Work order
If a line below holds the word "Clone", count it; then say how many such lines there are and nothing else.

----

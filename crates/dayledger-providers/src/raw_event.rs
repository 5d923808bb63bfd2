//! Raw appointment type from calendar providers.
//!
//! [`RawAppointment`] mirrors what a groupware calendar exposes for one
//! occurrence: naive local start/end, an all-day flag, a busy status and
//! attendee lists as `;`-delimited text. Normalization turns it into a
//! [`ScheduleEvent`](dayledger_core::ScheduleEvent) or a holiday date.

use chrono::NaiveDateTime;
use serde::{Deserialize, Serialize};

/// How an occurrence shows on the owner's free/busy view.
#[derive(Debug, Clone, Copy, Default, PartialEq, Eq, Hash, Serialize, Deserialize)]
#[serde(rename_all = "snake_case")]
pub enum BusyStatus {
    Free,
    Tentative,
    #[default]
    Busy,
    OutOfOffice,
    WorkingElsewhere,
}

/// One calendar occurrence as delivered by a provider.
#[derive(Debug, Clone, PartialEq, Eq, Serialize, Deserialize)]
pub struct RawAppointment {
    /// Provider identifier, if any.
    #[serde(default)]
    pub id: String,
    pub subject: String,
    pub start: NaiveDateTime,
    pub end: NaiveDateTime,
    #[serde(default)]
    pub all_day: bool,
    #[serde(default)]
    pub busy_status: BusyStatus,
    /// Provider status text such as `confirmed` or `cancelled`.
    #[serde(default)]
    pub status: Option<String>,
    #[serde(default)]
    pub organizer: String,
    /// `;`-delimited display names.
    #[serde(default)]
    pub required_attendees: String,
    /// `;`-delimited display names.
    #[serde(default)]
    pub optional_attendees: String,
}

impl RawAppointment {
    /// Creates a busy, timed appointment with no attendees.
    pub fn new(subject: impl Into<String>, start: NaiveDateTime, end: NaiveDateTime) -> Self {
        Self {
            id: String::new(),
            subject: subject.into(),
            start,
            end,
            all_day: false,
            busy_status: BusyStatus::Busy,
            status: None,
            organizer: String::new(),
            required_attendees: String::new(),
            optional_attendees: String::new(),
        }
    }

    /// Creates an all-day appointment marked free, the shape of a holiday.
    pub fn all_day_free(subject: impl Into<String>, start: NaiveDateTime, end: NaiveDateTime) -> Self {
        Self::new(subject, start, end)
            .with_all_day(true)
            .with_busy_status(BusyStatus::Free)
    }

    pub fn with_id(mut self, id: impl Into<String>) -> Self {
        self.id = id.into();
        self
    }

    pub fn with_all_day(mut self, all_day: bool) -> Self {
        self.all_day = all_day;
        self
    }

    pub fn with_busy_status(mut self, status: BusyStatus) -> Self {
        self.busy_status = status;
        self
    }

    pub fn with_status(mut self, status: impl Into<String>) -> Self {
        self.status = Some(status.into());
        self
    }

    pub fn with_organizer(mut self, organizer: impl Into<String>) -> Self {
        self.organizer = organizer.into();
        self
    }

    pub fn with_required_attendees(mut self, attendees: impl Into<String>) -> Self {
        self.required_attendees = attendees.into();
        self
    }

    pub fn with_optional_attendees(mut self, attendees: impl Into<String>) -> Self {
        self.optional_attendees = attendees.into();
        self
    }
}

----

The answer
2